Stored data entries
"""

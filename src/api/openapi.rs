//! `OpenAPI` document for every documented route.

#![allow(clippy::needless_for_each)]

use super::handlers::{
    auth, blood_requests, donations, events, health, locations, profile, stocks, tenants, users,
};
use utoipa::{
    openapi::{
        security::{HttpAuthScheme, HttpBuilder, SecurityScheme},
        Components, Contact, InfoBuilder, License,
    },
    Modify, OpenApi,
};

#[derive(OpenApi)]
#[openapi(
    paths(
        health::health,
        auth::register,
        auth::register_admin,
        auth::register_super_admin,
        auth::login,
        auth::google,
        profile::get_profile,
        profile::update_profile,
        profile::create_detail,
        profile::get_detail,
        profile::update_detail,
        users::list_users,
        users::create_user,
        tenants::create_tenant,
        tenants::list_tenants,
        tenants::get_tenant,
        tenants::update_tenant,
        tenants::delete_tenant,
        locations::create_location,
        locations::list_locations,
        locations::nearby_locations,
        locations::get_location,
        locations::update_location,
        locations::delete_location,
        events::create_event,
        events::list_events,
        events::get_event,
        events::update_event,
        events::delete_event,
        stocks::create_stock,
        stocks::list_stocks,
        stocks::get_stock,
        stocks::update_stock,
        stocks::delete_stock,
        donations::create_donation,
        donations::list_donations,
        donations::get_donation,
        donations::update_donation,
        donations::delete_donation,
        blood_requests::create_blood_request,
        blood_requests::list_blood_requests,
        blood_requests::get_blood_request,
        blood_requests::update_blood_request,
        blood_requests::delete_blood_request,
    ),
    modifiers(&SecurityAddon),
    tags(
        (name = "auth", description = "Registration and login"),
        (name = "profile", description = "The caller's account and donor details"),
        (name = "users", description = "Tenant user management"),
        (name = "tenants", description = "Tenant administration"),
        (name = "locations", description = "Donation locations"),
        (name = "events", description = "Donation events"),
        (name = "stocks", description = "Blood stock"),
        (name = "donations", description = "Donation records"),
        (name = "blood-requests", description = "Blood requests"),
        (name = "health", description = "Service health")
    )
)]
struct ApiDoc;

struct SecurityAddon;

impl Modify for SecurityAddon {
    fn modify(&self, openapi: &mut utoipa::openapi::OpenApi) {
        let components = openapi.components.get_or_insert_with(Components::new);
        components.add_security_scheme(
            "bearer_auth",
            SecurityScheme::Http(
                HttpBuilder::new()
                    .scheme(HttpAuthScheme::Bearer)
                    .bearer_format("JWT")
                    .build(),
            ),
        );
        components.add_security_scheme(
            "google_id_token",
            SecurityScheme::Http(
                HttpBuilder::new()
                    .scheme(HttpAuthScheme::Bearer)
                    .bearer_format("Google ID token")
                    .build(),
            ),
        );
    }
}

#[must_use]
pub fn openapi() -> utoipa::openapi::OpenApi {
    let mut doc = ApiDoc::openapi();

    // Use Cargo.toml metadata instead of the derive defaults.
    let mut info = InfoBuilder::new()
        .title(env!("CARGO_PKG_NAME"))
        .version(env!("CARGO_PKG_VERSION"))
        .description(optional_str(env!("CARGO_PKG_DESCRIPTION")))
        .build();

    info.contact = cargo_contact();
    info.license = cargo_license();
    doc.info = info;

    doc
}

fn cargo_contact() -> Option<Contact> {
    // Cargo authors are `;` separated and may include "Name <email>".
    let authors = env!("CARGO_PKG_AUTHORS");
    let primary = authors.split(';').next().map(str::trim)?;
    if primary.is_empty() {
        return None;
    }

    let (name, email) = parse_author(primary);
    if name.is_none() && email.is_none() {
        return None;
    }

    let mut contact = Contact::new();
    contact.name = name.map(str::to_string);
    contact.email = email.map(str::to_string);
    Some(contact)
}

fn cargo_license() -> Option<License> {
    let identifier = optional_str(env!("CARGO_PKG_LICENSE"))?;
    let mut license = License::new(identifier);
    license.identifier = Some(identifier.to_string());
    Some(license)
}

fn optional_str(value: &'static str) -> Option<&'static str> {
    let trimmed = value.trim();
    if trimmed.is_empty() {
        None
    } else {
        Some(trimmed)
    }
}

fn parse_author(author: &str) -> (Option<&str>, Option<&str>) {
    match author.split_once('<') {
        Some((name, email)) => {
            let name = name.trim();
            let email = email.trim_end_matches('>').trim();
            (
                (!name.is_empty()).then_some(name),
                (!email.is_empty()).then_some(email),
            )
        }
        None => {
            let name = author.trim();
            ((!name.is_empty()).then_some(name), None)
        }
    }
}

#[cfg(test)]
mod tests {
    use super::*;

    #[test]
    fn openapi_info_from_cargo() {
        let doc = openapi();
        assert_eq!(doc.info.title, env!("CARGO_PKG_NAME"));
        assert_eq!(doc.info.version, env!("CARGO_PKG_VERSION"));

        let contact = doc.info.contact;
        assert!(contact.is_some());
        if let Some(contact) = contact {
            assert_eq!(contact.name.as_deref(), Some("Donor API Team"));
            assert_eq!(contact.email.as_deref(), Some("team@donor-api.dev"));
        }

        let license = doc.info.license;
        assert!(license.is_some());
        if let Some(license) = license {
            assert_eq!(license.name, "BSD-3-Clause");
        }
    }

    #[test]
    fn openapi_paths_and_security() {
        let doc = openapi();
        let paths = &doc.paths.paths;
        assert!(paths.contains_key("/api/v1/auth/register"));
        assert!(paths.contains_key("/api/v1/auth/login"));
        assert!(paths.contains_key("/api/v1/locations/by-user-location"));
        assert!(paths.contains_key("/api/v1/blood-requests/{id}"));
        assert!(paths.contains_key("/health"));

        let schemes = doc
            .components
            .map(|components| components.security_schemes)
            .unwrap_or_default();
        assert!(schemes.contains_key("bearer_auth"));
    }

    #[test]
    fn author_parsing() {
        assert_eq!(
            parse_author("Jane Doe <jane@example.com>"),
            (Some("Jane Doe"), Some("jane@example.com"))
        );
        assert_eq!(parse_author("Jane Doe"), (Some("Jane Doe"), None));
        assert_eq!(parse_author("<jane@example.com>"), (None, Some("jane@example.com")));
    }
}
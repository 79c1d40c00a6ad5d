use crate::cli::{actions::Action, commands, dispatch::handler, telemetry};
use anyhow::Result;
use tracing::Level;

fn get_verbosity_level(verbosity: u8) -> Option<Level> {
    match verbosity {
        0 => None,
        1 => Some(Level::WARN),
        2 => Some(Level::INFO),
        3 => Some(Level::DEBUG),
        _ => Some(Level::TRACE),
    }
}

/// Start the CLI
///
/// # Errors
///
/// Returns an error if telemetry cannot be initialized or arguments are invalid
pub fn start() -> Result<Action> {
    let matches = commands::new().get_matches();

    let verbosity = matches.get_one::<u8>("verbosity").copied().unwrap_or(0);

    telemetry::init(get_verbosity_level(verbosity))?;

    handler(&matches)
}

#[cfg(test)]
mod tests {
    use super::*;

    #[test]
    fn test_get_verbosity_level() {
        assert_eq!(get_verbosity_level(0), None);
        assert_eq!(get_verbosity_level(1), Some(Level::WARN));
        assert_eq!(get_verbosity_level(2), Some(Level::INFO));
        assert_eq!(get_verbosity_level(3), Some(Level::DEBUG));
        assert_eq!(get_verbosity_level(4), Some(Level::TRACE));
        assert_eq!(get_verbosity_level(9), Some(Level::TRACE));
    }
}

"""

▶ **EXERCISE**: Once you find the string "example" in a line of the records, copy that line.

▶ **RESPONSE**:
            parse_author("Jane Doe <jane@example.com>"),
            (Some("Jane Doe"), Some("jane@example.com"))
        assert_eq!(parse_author("<jane@example.com>"), (None, Some("jane@example.com")));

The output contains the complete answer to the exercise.